Si l’auteur a extrait des livres ce qu’ils pouvaient fournir, il manque quelque chose à sa compréhension du Québec. Ainsi, Armony parle de Franco-Québécois. Ainsi, il s’étonne de la réaction des Québécois face à l’anglais, alors que tout, dans l’histoire québécoise, explique une réserve qui d’ailleurs s’estompe dès que se répand la sécurité. S’il savait le rôle tenu par le clergé irlandais en Nouvelle-Angleterre, l’assimilation des Franco-Américains ne lui inspirerait pas sa question cruelle : « Pourquoi ces gens ont-ils si radicalement abandonné leur identité ? » Il étonne encore lorsqu’il demande pourquoi tant d’immigrants sont si déçus de leur nouvelle patrie, « pourtant censée être le ‘meilleur pays du monde’ (puisqu’il a été classé au premier rang du développement humain des Nations Unies pendant sept années d’affilée, de 1994 à 2000) ». S’offrent pourtant au pied levé une ou deux explications : les critères retenus par l’Organisation des Nations Unies ne concernent pas la vie quotidienne et seul Jean Chrétien a accordé de l’importance à ce jugement creux.

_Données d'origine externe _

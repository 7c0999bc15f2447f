use axum::{
    extract::{Path, State},
    http::StatusCode,
    response::IntoResponse,
    Json,
};

use crate::{
    model::{
        api::ErrorDto,
        car::{CarDto, CreateCarDto, UpdateCarDto},
    },
    server::{
        error::AppError,
        middleware::{
            auth::{AuthGuard, Permission},
            token::BearerToken,
        },
        model::car::{CreateCarParams, UpdateCarParams},
        service::car::CarService,
        state::AppState,
    },
};

/// Tag for grouping car endpoints in OpenAPI documentation
pub static CAR_TAG: &str = "cars";

/// Register a car.
///
/// The first car becomes the default. New cars wait for admin verification.
///
/// # Access Control
/// - `Driver` - Only drivers can register cars
///
/// # Arguments
/// - `state` - Application state containing the database connection
/// - `bearer` - Access token from the `Authorization` header
/// - `payload` - Car details (make, model, plate, seats, comfort level)
///
/// # Returns
/// - `201 Created` - Car registered and awaiting verification
/// - `400 Bad Request` - Invalid car data
/// - `401 Unauthorized` - Missing or invalid token
/// - `403 Forbidden` - User is not a driver
/// - `409 Conflict` - License plate already registered
/// - `500 Internal Server Error` - Internal server error
#[utoipa::path(
    post,
    path = "/cars",
    tag = CAR_TAG,
    security(("bearer_auth" = [])),
    request_body = CreateCarDto,
    responses(
        (status = 201, description = "Car registered and awaiting verification", body = CarDto),
        (status = 400, description = "Invalid car data", body = ErrorDto),
        (status = 401, description = "Missing or invalid token", body = ErrorDto),
        (status = 403, description = "User is not a driver", body = ErrorDto),
        (status = 409, description = "License plate already registered", body = ErrorDto),
        (status = 500, description = "Internal server error", body = ErrorDto)
    ),
)]
pub async fn create_car(
    State(state): State<AppState>,
    bearer: BearerToken,
    Json(payload): Json<CreateCarDto>,
) -> Result<impl IntoResponse, AppError> {
    let user = AuthGuard::new(&state.db, &state.tokens, &bearer)
        .require(&[Permission::Driver])
        .await?;

    let car = CarService::new(&state.db)
        .create(CreateCarParams::from_dto(user.id, payload))
        .await?;

    Ok((StatusCode::CREATED, Json(car.into_dto())))
}

/// List the caller's cars.
///
/// # Access Control
/// - `Driver` - Only drivers can list their cars
///
/// # Arguments
/// - `state` - Application state containing the database connection
/// - `bearer` - Access token from the `Authorization` header
///
/// # Returns
/// - `200 OK` - Cars of the signed-in driver, default first
/// - `401 Unauthorized` - Missing or invalid token
/// - `403 Forbidden` - User is not a driver
/// - `500 Internal Server Error` - Internal server error
#[utoipa::path(
    get,
    path = "/cars",
    tag = CAR_TAG,
    security(("bearer_auth" = [])),
    responses(
        (status = 200, description = "Cars of the signed-in driver, default first", body = Vec<CarDto>),
        (status = 401, description = "Missing or invalid token", body = ErrorDto),
        (status = 403, description = "User is not a driver", body = ErrorDto),
        (status = 500, description = "Internal server error", body = ErrorDto)
    ),
)]
pub async fn get_my_cars(
    State(state): State<AppState>,
    bearer: BearerToken,
) -> Result<impl IntoResponse, AppError> {
    let user = AuthGuard::new(&state.db, &state.tokens, &bearer)
        .require(&[Permission::Driver])
        .await?;

    let cars = CarService::new(&state.db).get_mine(user.id).await?;
    let cars_dto: Vec<CarDto> = cars.into_iter().map(|car| car.into_dto()).collect();

    Ok((StatusCode::OK, Json(cars_dto)))
}

/// Get one of the caller's cars.
///
/// # Access Control
/// - `Driver` - Only drivers can view their cars
///
/// # Arguments
/// - `state` - Application state containing the database connection
/// - `bearer` - Access token from the `Authorization` header
/// - `id` - Car ID
///
/// # Returns
/// - `200 OK` - The car
/// - `401 Unauthorized` - Missing or invalid token
/// - `403 Forbidden` - User is not a driver
/// - `404 Not Found` - Car not found
/// - `500 Internal Server Error` - Internal server error
#[utoipa::path(
    get,
    path = "/cars/{id}",
    tag = CAR_TAG,
    security(("bearer_auth" = [])),
    params(
        ("id" = i32, Path, description = "Car ID")
    ),
    responses(
        (status = 200, description = "The car", body = CarDto),
        (status = 401, description = "Missing or invalid token", body = ErrorDto),
        (status = 403, description = "User is not a driver", body = ErrorDto),
        (status = 404, description = "Car not found", body = ErrorDto),
        (status = 500, description = "Internal server error", body = ErrorDto)
    ),
)]
pub async fn get_car(
    State(state): State<AppState>,
    bearer: BearerToken,
    Path(id): Path<i32>,
) -> Result<impl IntoResponse, AppError> {
    let user = AuthGuard::new(&state.db, &state.tokens, &bearer)
        .require(&[Permission::Driver])
        .await?;

    let car = CarService::new(&state.db).get(user.id, id).await?;

    Ok((StatusCode::OK, Json(car.into_dto())))
}

/// Update a car.
///
/// Changing the license plate sends the car back to verification.
///
/// # Access Control
/// - `Driver` - Only drivers can update their cars
///
/// # Arguments
/// - `state` - Application state containing the database connection
/// - `bearer` - Access token from the `Authorization` header
/// - `id` - Car ID
/// - `payload` - Car fields to change
///
/// # Returns
/// - `200 OK` - Car updated
/// - `400 Bad Request` - Invalid car data
/// - `401 Unauthorized` - Missing or invalid token
/// - `403 Forbidden` - User is not a driver
/// - `404 Not Found` - Car not found
/// - `409 Conflict` - License plate already registered
/// - `500 Internal Server Error` - Internal server error
#[utoipa::path(
    patch,
    path = "/cars/{id}",
    tag = CAR_TAG,
    security(("bearer_auth" = [])),
    params(
        ("id" = i32, Path, description = "Car ID")
    ),
    request_body = UpdateCarDto,
    responses(
        (status = 200, description = "Car updated", body = CarDto),
        (status = 400, description = "Invalid car data", body = ErrorDto),
        (status = 401, description = "Missing or invalid token", body = ErrorDto),
        (status = 403, description = "User is not a driver", body = ErrorDto),
        (status = 404, description = "Car not found", body = ErrorDto),
        (status = 409, description = "License plate already registered", body = ErrorDto),
        (status = 500, description = "Internal server error", body = ErrorDto)
    ),
)]
pub async fn update_car(
    State(state): State<AppState>,
    bearer: BearerToken,
    Path(id): Path<i32>,
    Json(payload): Json<UpdateCarDto>,
) -> Result<impl IntoResponse, AppError> {
    let user = AuthGuard::new(&state.db, &state.tokens, &bearer)
        .require(&[Permission::Driver])
        .await?;

    let car = CarService::new(&state.db)
        .update(user.id, id, UpdateCarParams::from_dto(payload))
        .await?;

    Ok((StatusCode::OK, Json(car.into_dto())))
}

/// Delete a car.
///
/// A car with a scheduled trip cannot be deleted. Deleting the default car moves the
/// default to the oldest remaining car.
///
/// # Access Control
/// - `Driver` - Only drivers can delete their cars
///
/// # Arguments
/// - `state` - Application state containing the database connection
/// - `bearer` - Access token from the `Authorization` header
/// - `id` - Car ID
///
/// # Returns
/// - `204 No Content` - Car deleted
/// - `400 Bad Request` - Car still has scheduled trips
/// - `401 Unauthorized` - Missing or invalid token
/// - `403 Forbidden` - User is not a driver
/// - `404 Not Found` - Car not found
/// - `500 Internal Server Error` - Internal server error
#[utoipa::path(
    delete,
    path = "/cars/{id}",
    tag = CAR_TAG,
    security(("bearer_auth" = [])),
    params(
        ("id" = i32, Path, description = "Car ID")
    ),
    responses(
        (status = 204, description = "Car deleted"),
        (status = 400, description = "Car still has scheduled trips", body = ErrorDto),
        (status = 401, description = "Missing or invalid token", body = ErrorDto),
        (status = 403, description = "User is not a driver", body = ErrorDto),
        (status = 404, description = "Car not found", body = ErrorDto),
        (status = 500, description = "Internal server error", body = ErrorDto)
    ),
)]
pub async fn delete_car(
    State(state): State<AppState>,
    bearer: BearerToken,
    Path(id): Path<i32>,
) -> Result<impl IntoResponse, AppError> {
    let user = AuthGuard::new(&state.db, &state.tokens, &bearer)
        .require(&[Permission::Driver])
        .await?;

    CarService::new(&state.db).delete(user.id, id).await?;

    Ok(StatusCode::NO_CONTENT)
}

/// Make a car the default.
///
/// # Access Control
/// - `Driver` - Only drivers can change their default car
///
/// # Arguments
/// - `state` - Application state containing the database connection
/// - `bearer` - Access token from the `Authorization` header
/// - `id` - Car ID
///
/// # Returns
/// - `200 OK` - Car is now the default
/// - `401 Unauthorized` - Missing or invalid token
/// - `403 Forbidden` - User is not a driver
/// - `404 Not Found` - Car not found
/// - `500 Internal Server Error` - Internal server error
#[utoipa::path(
    post,
    path = "/cars/{id}/set-default",
    tag = CAR_TAG,
    security(("bearer_auth" = [])),
    params(
        ("id" = i32, Path, description = "Car ID")
    ),
    responses(
        (status = 200, description = "Car is now the default", body = CarDto),
        (status = 401, description = "Missing or invalid token", body = ErrorDto),
        (status = 403, description = "User is not a driver", body = ErrorDto),
        (status = 404, description = "Car not found", body = ErrorDto),
        (status = 500, description = "Internal server error", body = ErrorDto)
    ),
)]
pub async fn set_default_car(
    State(state): State<AppState>,
    bearer: BearerToken,
    Path(id): Path<i32>,
) -> Result<impl IntoResponse, AppError> {
    let user = AuthGuard::new(&state.db, &state.tokens, &bearer)
        .require(&[Permission::Driver])
        .await?;

    let car = CarService::new(&state.db).set_default(user.id, id).await?;

    Ok((StatusCode::OK, Json(car.into_dto())))
}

Le dernier chapitre, consacré à la « troisième solitude » que serait le judaïsme en terre québécoise, laisse songeur. L’importance numérique de la communauté juive justifie-t-elle cette attention refusée aux Québécois d’origine italienne ? Les réticences que rencontre la communauté juive ne découlent-elles pas autant des excès israéliens que des préjugés québécois ? L’affaire Michaud a-t-elle le sens que lui prête Armony ? Quant aux relations entre la communauté juive et le Québec, rappelons que le théâtre juif présentait ses spectacles dans la salle du Monument-National et que la presse montréalaise a longtemps compris un quotidien en langue yiddish. De quoi relativiser tel propos de Lionel Groulx ou la pièce de théâtre du collégien Pierre Trudeau. Pourquoi conclure sur un plaidoyer épidermique un livre par ailleurs raffiné et rigoureux ?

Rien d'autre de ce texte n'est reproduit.